CECILIA ESPINOSA, Ipas, told the story of a young girl in Peru who was raped, got pregnant and was denied an abortion, although abortion was legal in the country. After a spontaneous abortion, she did not receive medical help and currently did not attend school because of her condition. Recalling the Cairo Programme, Ms. Espinosa urged Governments to uphold the right to make sexual and reproductive rights services available to girls and women, both inside and outside the school system, as well as in health service centres. Further, parents should be educated in those matters to be able to support their children and advocate for themselves, as well. Further, barriers to care must be eliminated, and she called on Governments to make available youth-friendly services that respected young people’s privacy and autonomy. She reminded the Commission that it was important to listen to youth representatives so that their needs could be met.
International Planned Parenthood Federation Youth Interest Group Chair ZOE STEWART said that the international community had taken great strides towards fulfilling the rights of young people across the world since the Cairo agenda, in terms of partnerships, financial investments and understanding young people’s rights, health and needs. Young people were rights-holders and they should be recognized as such. It was high time that individuals were equipped with the information, education and services needed to make informed decisions about their sexual lives, health and well-being. Primary and secondary schools offered a crucial opportunity for reaching young people with accurate information and life skills relating to sex, health and relationships, while challenging harmful traditional, gender and other norms.

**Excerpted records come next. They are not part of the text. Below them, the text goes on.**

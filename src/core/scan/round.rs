// src/core/scan/round.rs

//! The per-shard work of one round: advancing the shard's cursor, fetching
//! metadata for the collected names in one pipeline, and merging the replies
//! into entries.

use super::cursor::CursorRegistry;
use super::entry::{KeyEntry, KeyType, Ttl};
use crate::core::KeyscopeError;
use crate::core::client::Shard;
use crate::core::protocol::{Cmd, RespFrame};
use bytes::Bytes;
use std::collections::HashSet;
use std::future::Future;
use tokio::sync::mpsc;
use tokio_util::sync::CancellationToken;
use tracing::{debug, warn};

/// Metadata commands issued per name, in this order.
const COMMANDS_PER_KEY: usize = 3;

/// An entry found on a shard, on its way to the round's consumer.
#[derive(Debug)]
pub(crate) struct Discovered {
    pub(crate) shard: String,
    pub(crate) entry: KeyEntry,
}

/// Awaits `fut` unless `token` fires first, in which case `None` is returned
/// and `fut` is dropped.
pub(crate) async fn cancellable<T>(
    token: &CancellationToken,
    fut: impl Future<Output = T>,
) -> Option<T> {
    tokio::select! {
        biased;
        _ = token.cancelled() => None,
        out = fut => Some(out),
    }
}

fn metadata_commands(names: &[Bytes]) -> Vec<Cmd> {
    names
        .iter()
        .flat_map(|name| {
            [
                Cmd::pttl(name.clone()),
                Cmd::key_type(name.clone()),
                Cmd::memory_usage(name.clone()),
            ]
        })
        .collect()
}

/// Looks up one literal key. `Ok(None)` means the key does not exist.
pub(crate) async fn exact_lookup(
    shard: &dyn Shard,
    key: &str,
) -> Result<Option<KeyEntry>, KeyscopeError> {
    let names = [Bytes::copy_from_slice(key.as_bytes())];
    let replies = shard.pipeline(metadata_commands(&names)).await?;
    Ok(merge_metadata(&names, replies)?.pop())
}

/// Pairs pipelined `PTTL`/`TYPE`/`MEMORY USAGE` replies back to the names they
/// were issued for. Names whose type is `none` vanished in the meantime and
/// are left out.
pub(crate) fn merge_metadata(
    names: &[Bytes],
    replies: Vec<RespFrame>,
) -> Result<Vec<KeyEntry>, KeyscopeError> {
    if replies.len() != names.len() * COMMANDS_PER_KEY {
        return Err(KeyscopeError::UnexpectedReply {
            command: "PTTL/TYPE/MEMORY USAGE".into(),
            reply: format!("{} replies for {} keys", replies.len(), names.len()),
        });
    }

    let mut entries = Vec::with_capacity(names.len());
    for (name, chunk) in names.iter().zip(replies.chunks(COMMANDS_PER_KEY)) {
        let [pttl, key_type, memory] = chunk else {
            continue;
        };

        let key_type = match key_type {
            RespFrame::Error(msg) => return Err(KeyscopeError::Server(msg.clone())),
            frame => match frame.as_text() {
                Some(tag) if tag == "none" => {
                    debug!("key {:?} vanished before its metadata was read", name);
                    continue;
                }
                Some(tag) => KeyType::parse(&tag),
                None => {
                    return Err(KeyscopeError::UnexpectedReply {
                        command: "TYPE".into(),
                        reply: format!("{frame:?}"),
                    });
                }
            },
        };

        let ttl = match pttl {
            RespFrame::Error(msg) => {
                warn!("PTTL failed for {:?}: {}", name, msg);
                Ttl::Unknown
            }
            frame => frame.as_integer().map_or(Ttl::Unknown, Ttl::from_pttl),
        };

        let size = match memory {
            RespFrame::Error(msg) => {
                warn!("MEMORY USAGE failed for {:?}: {}", name, msg);
                0
            }
            frame => frame
                .as_integer()
                .and_then(|n| u64::try_from(n).ok())
                .unwrap_or(0),
        };

        entries.push(KeyEntry::new(name.clone(), key_type, size, ttl));
    }
    Ok(entries)
}

/// Splits a `SCAN` reply into the next cursor and the batch of names. Names
/// are kept as the raw bytes the store sent.
pub(crate) fn parse_scan_reply(reply: RespFrame) -> Result<(u64, Vec<Bytes>), KeyscopeError> {
    let unexpected = |reply: &RespFrame| KeyscopeError::UnexpectedReply {
        command: "SCAN".into(),
        reply: format!("{reply:?}"),
    };
    let RespFrame::Array(parts) = &reply else {
        return Err(unexpected(&reply));
    };
    let (Some(cursor), Some(RespFrame::Array(batch))) = (parts.first(), parts.get(1)) else {
        return Err(unexpected(&reply));
    };
    let next = parse_cursor(cursor).ok_or_else(|| unexpected(&reply))?;
    let names = batch
        .iter()
        .filter_map(|name| match name {
            RespFrame::BulkString(b) => Some(b.clone()),
            RespFrame::SimpleString(s) => Some(Bytes::from(s.clone())),
            _ => None,
        })
        .collect();
    Ok((next, names))
}

/// Cursors are unsigned 64-bit values and may exceed `i64::MAX`.
fn parse_cursor(frame: &RespFrame) -> Option<u64> {
    match frame {
        RespFrame::BulkString(b) => std::str::from_utf8(b).ok()?.parse().ok(),
        RespFrame::SimpleString(s) => s.parse().ok(),
        RespFrame::Integer(i) => u64::try_from(*i).ok(),
        _ => None,
    }
}

/// Runs one round on one shard, forwarding merged entries to `merge_tx`.
///
/// A cancelled shard returns `Ok(())` after putting every name it took back
/// into the registry. An error also restores the names before it is returned.
pub(crate) async fn scan_shard(
    shard: &dyn Shard,
    pattern: &str,
    page_size: usize,
    registry: &CursorRegistry,
    token: &CancellationToken,
    merge_tx: &mpsc::UnboundedSender<Discovered>,
) -> Result<(), KeyscopeError> {
    let addr = shard.addr().to_string();
    let mut names = Vec::new();

    match collect_names(shard, pattern, page_size, registry, token, &mut names).await {
        Ok(true) => {}
        Ok(false) => {
            registry.restore(&addr, names);
            return Ok(());
        }
        Err(e) => {
            registry.restore(&addr, names);
            return Err(e);
        }
    }
    if names.is_empty() {
        return Ok(());
    }
    debug!("shard {}: fetching metadata for {} keys", addr, names.len());

    let replies = match cancellable(token, shard.pipeline(metadata_commands(&names))).await {
        None => {
            registry.restore(&addr, names);
            return Ok(());
        }
        Some(Err(e)) => {
            registry.restore(&addr, names);
            return Err(e);
        }
        Some(Ok(replies)) => replies,
    };
    let entries = match merge_metadata(&names, replies) {
        Ok(entries) => entries,
        Err(e) => {
            registry.restore(&addr, names);
            return Err(e);
        }
    };

    let mut entries = entries.into_iter();
    while let Some(entry) = entries.next() {
        let discovered = Discovered {
            shard: addr.clone(),
            entry,
        };
        if let Err(mpsc::error::SendError(lost)) = merge_tx.send(discovered) {
            let unsent = std::iter::once(lost.entry)
                .chain(entries)
                .map(|e| e.key)
                .collect();
            registry.restore(&addr, unsent);
            break;
        }
    }
    Ok(())
}

/// Fills `names` with up to `page_size` not-yet-emitted names, taking pending
/// names first and then stepping the cursor. Returns false if cancelled.
async fn collect_names(
    shard: &dyn Shard,
    pattern: &str,
    page_size: usize,
    registry: &CursorRegistry,
    token: &CancellationToken,
    names: &mut Vec<Bytes>,
) -> Result<bool, KeyscopeError> {
    let addr = shard.addr();
    let mut seen = HashSet::new();
    let mut take = |names: &mut Vec<Bytes>| {
        let wanted = page_size - names.len();
        for name in registry.take_pending(addr, wanted) {
            if seen.insert(name.clone()) {
                names.push(name);
            }
        }
    };

    take(names);
    while names.len() < page_size {
        let Some(cursor) = registry.next_cursor(addr) else {
            break;
        };
        let Some(reply) = cancellable(token, shard.query(Cmd::scan(cursor, pattern, page_size))).await
        else {
            return Ok(false);
        };
        let (next, batch) = parse_scan_reply(reply?)?;
        debug!(
            "shard {}: SCAN {} -> {} ({} names)",
            addr,
            cursor,
            next,
            batch.len()
        );
        registry.advance(addr, next, batch);
        take(names);
    }
    Ok(true)
}
// src/lib.rs

pub mod config;
pub mod connection;
pub mod core;

// Re-export
pub use crate::connection::Connection;
pub use crate::core::KeyscopeError;
pub use crate::core::scan::{KeyEntry, KeyType, ScanDriver, ScanSession, Ttl};
// src/core/scan/throttle.rs

//! Optional diagnostic delay injected between emitted entries, to make
//! incremental delivery visible while developing a consumer.

use rand::Rng;
use std::fmt;
use std::time::Duration;

/// Decides how long the driver pauses before emitting each entry.
pub trait Throttle: Send + Sync + fmt::Debug {
    fn delay(&self) -> Option<Duration>;
}

/// A fixed base delay with symmetric random jitter: with `randomness` of
/// `0.5`, each pause falls between half and one and a half times `base`.
#[derive(Debug, Clone, Copy, PartialEq)]
pub struct JitterDelay {
    base: Duration,
    randomness: f64,
}

impl JitterDelay {
    /// `randomness` is clamped to `[0, 1]`; a non-finite value disables jitter.
    pub fn new(base: Duration, randomness: f64) -> Self {
        let randomness = if randomness.is_finite() {
            randomness.clamp(0.0, 1.0)
        } else {
            0.0
        };
        Self { base, randomness }
    }
}

impl Throttle for JitterDelay {
    fn delay(&self) -> Option<Duration> {
        if self.base.is_zero() {
            return None;
        }
        if self.randomness == 0.0 {
            return Some(self.base);
        }
        let base = self.base.as_secs_f64();
        let low = base * (1.0 - self.randomness);
        let high = base * (1.0 + self.randomness);
        Some(Duration::from_secs_f64(
            rand::thread_rng().gen_range(low..=high),
        ))
    }
}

KURNIA NIJIASTVI, Asian-Pacific Resources and Research Centre for Women, said the organization had invested in the development of a young people's advocacy partnership project on sexual and reproductive health rights. Some initial results included the successful mobilization of local youth to mainstream young people's sexual and reproductive health rights, as well as the creation of the first ethnic group leadership network for young people.
MARISOL RODRIGUEZ, Mision Mujer, proposed recommendations for enhancing public policies and investment in favour of the development of adolescents by introducing positive images, helping develop a life plan, supporting participation and engagement, and promoting “freedom with responsibility”. Also necessary was to prioritize the creation and operation of psychological risk-prevention programmes for adolescents based on life skills, and to promote policies that supported family and school as necessary forums for adolescents’ protection and development.
KOEN BÖHM, Rutgers WPF and CHOICE for Youth and Sexuality, described how sexual and reproductive education helped him make better choices in life, while stressing the need to recognize that youth and adolescents were sexually active. "I remember that in high school, I got taught how to put on a condom, got information on STDs, and how to say no to peer pressure," he said, calling on all Member States to make sure that young people received evidence- and rights-based comprehensive sexuality education, both in and out of school, and that social barriers that restricted their access were lifted.